■ **What the task asks**
Using the records below, filter out every line that lacks "EnUs" and copy the rest.

■ **Available data**
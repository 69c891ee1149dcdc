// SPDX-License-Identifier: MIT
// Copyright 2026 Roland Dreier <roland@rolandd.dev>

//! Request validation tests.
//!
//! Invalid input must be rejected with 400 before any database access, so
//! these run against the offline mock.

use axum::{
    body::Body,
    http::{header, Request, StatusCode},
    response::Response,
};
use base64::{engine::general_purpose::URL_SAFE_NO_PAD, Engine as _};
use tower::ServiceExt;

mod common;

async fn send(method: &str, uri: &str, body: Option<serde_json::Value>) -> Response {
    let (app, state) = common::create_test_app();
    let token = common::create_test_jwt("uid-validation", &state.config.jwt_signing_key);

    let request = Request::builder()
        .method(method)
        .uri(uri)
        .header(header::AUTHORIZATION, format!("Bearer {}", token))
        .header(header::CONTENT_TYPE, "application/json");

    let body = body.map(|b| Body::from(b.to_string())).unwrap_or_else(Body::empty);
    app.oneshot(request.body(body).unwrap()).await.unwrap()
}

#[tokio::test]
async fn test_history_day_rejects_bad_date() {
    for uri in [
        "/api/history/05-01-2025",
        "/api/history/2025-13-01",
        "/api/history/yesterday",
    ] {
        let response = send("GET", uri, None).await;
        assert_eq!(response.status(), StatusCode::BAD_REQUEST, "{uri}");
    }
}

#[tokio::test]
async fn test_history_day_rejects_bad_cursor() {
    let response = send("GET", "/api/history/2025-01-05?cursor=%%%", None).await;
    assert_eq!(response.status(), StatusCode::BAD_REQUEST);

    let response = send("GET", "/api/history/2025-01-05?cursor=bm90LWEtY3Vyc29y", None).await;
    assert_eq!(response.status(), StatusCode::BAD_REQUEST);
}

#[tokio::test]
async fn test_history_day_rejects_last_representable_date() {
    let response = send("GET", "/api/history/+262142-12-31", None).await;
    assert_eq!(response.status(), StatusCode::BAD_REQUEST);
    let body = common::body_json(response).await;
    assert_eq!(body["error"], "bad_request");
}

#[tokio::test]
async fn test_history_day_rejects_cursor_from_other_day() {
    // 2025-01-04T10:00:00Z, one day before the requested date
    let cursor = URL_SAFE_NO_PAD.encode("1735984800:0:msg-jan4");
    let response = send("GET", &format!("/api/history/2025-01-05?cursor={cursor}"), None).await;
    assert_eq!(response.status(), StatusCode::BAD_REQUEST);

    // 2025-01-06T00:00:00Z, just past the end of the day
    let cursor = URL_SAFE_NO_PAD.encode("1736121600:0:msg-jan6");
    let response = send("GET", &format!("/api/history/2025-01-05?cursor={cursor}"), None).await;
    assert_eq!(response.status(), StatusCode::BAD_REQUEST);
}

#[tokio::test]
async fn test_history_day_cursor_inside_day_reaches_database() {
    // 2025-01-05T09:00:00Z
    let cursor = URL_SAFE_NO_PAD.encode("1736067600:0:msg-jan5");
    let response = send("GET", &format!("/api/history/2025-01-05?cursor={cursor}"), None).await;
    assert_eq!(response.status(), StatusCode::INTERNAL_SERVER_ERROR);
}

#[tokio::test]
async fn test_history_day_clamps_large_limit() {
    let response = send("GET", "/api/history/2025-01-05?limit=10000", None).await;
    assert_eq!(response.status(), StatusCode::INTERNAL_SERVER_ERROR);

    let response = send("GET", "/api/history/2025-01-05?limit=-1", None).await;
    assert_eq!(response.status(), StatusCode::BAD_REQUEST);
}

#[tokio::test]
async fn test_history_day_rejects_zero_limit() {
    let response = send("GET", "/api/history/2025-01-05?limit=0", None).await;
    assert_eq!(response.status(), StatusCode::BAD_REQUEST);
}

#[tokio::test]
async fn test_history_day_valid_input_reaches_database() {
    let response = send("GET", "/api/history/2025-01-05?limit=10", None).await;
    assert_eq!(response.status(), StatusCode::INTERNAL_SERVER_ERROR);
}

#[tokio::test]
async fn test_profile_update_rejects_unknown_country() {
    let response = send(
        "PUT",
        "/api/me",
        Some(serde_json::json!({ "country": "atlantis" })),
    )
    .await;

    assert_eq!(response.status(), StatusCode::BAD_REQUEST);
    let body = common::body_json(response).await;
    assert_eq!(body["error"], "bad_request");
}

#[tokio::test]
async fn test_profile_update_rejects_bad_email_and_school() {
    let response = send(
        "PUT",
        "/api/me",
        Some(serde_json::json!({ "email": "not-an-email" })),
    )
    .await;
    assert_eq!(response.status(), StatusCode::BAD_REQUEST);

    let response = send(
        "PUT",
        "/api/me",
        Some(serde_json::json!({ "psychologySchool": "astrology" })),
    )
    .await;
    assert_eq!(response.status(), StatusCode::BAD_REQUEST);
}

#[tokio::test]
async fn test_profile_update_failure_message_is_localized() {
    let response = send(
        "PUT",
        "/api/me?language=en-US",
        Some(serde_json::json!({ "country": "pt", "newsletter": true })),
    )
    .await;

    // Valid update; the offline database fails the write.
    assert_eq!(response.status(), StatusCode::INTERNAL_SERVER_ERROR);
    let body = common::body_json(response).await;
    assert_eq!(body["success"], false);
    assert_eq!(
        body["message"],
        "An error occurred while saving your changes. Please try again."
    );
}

---

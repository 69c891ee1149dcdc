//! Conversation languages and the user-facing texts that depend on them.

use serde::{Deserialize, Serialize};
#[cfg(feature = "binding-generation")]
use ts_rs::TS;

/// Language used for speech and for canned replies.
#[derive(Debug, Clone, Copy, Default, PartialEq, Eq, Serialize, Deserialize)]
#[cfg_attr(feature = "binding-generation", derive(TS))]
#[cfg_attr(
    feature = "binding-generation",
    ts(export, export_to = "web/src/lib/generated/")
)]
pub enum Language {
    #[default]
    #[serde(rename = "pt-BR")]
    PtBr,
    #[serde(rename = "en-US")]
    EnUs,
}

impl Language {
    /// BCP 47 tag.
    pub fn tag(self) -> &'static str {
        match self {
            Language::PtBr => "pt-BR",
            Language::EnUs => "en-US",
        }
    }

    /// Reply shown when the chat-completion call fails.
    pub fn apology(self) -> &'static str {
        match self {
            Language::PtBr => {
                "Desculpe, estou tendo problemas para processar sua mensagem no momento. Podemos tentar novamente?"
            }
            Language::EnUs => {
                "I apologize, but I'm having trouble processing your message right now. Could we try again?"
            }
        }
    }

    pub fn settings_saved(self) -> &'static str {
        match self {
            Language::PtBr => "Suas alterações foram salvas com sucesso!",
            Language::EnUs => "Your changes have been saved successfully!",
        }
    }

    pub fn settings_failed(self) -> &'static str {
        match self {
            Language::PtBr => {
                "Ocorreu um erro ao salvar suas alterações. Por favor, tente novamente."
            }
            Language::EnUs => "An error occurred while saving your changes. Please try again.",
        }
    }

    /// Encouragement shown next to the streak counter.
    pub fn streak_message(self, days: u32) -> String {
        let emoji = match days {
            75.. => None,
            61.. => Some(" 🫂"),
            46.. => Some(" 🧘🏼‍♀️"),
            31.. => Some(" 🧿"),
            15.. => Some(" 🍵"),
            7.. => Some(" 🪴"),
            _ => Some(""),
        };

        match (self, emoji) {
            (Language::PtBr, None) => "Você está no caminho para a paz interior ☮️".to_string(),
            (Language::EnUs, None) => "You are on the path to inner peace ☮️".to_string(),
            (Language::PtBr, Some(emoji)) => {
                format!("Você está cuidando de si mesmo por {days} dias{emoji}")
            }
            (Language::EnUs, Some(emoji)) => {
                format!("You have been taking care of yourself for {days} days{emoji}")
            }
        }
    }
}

■ **Completed task**
    EnUs,
            Language::EnUs => "en-US",
            Language::EnUs => {
            Language::EnUs => "Your changes have been saved successfully!",
            Language::EnUs => "An error occurred while saving your changes. Please try again.",
            (Language::EnUs, None) => "You are on the path to inner peace ☮️".to_string(),
            (Language::EnUs, Some(emoji)) => {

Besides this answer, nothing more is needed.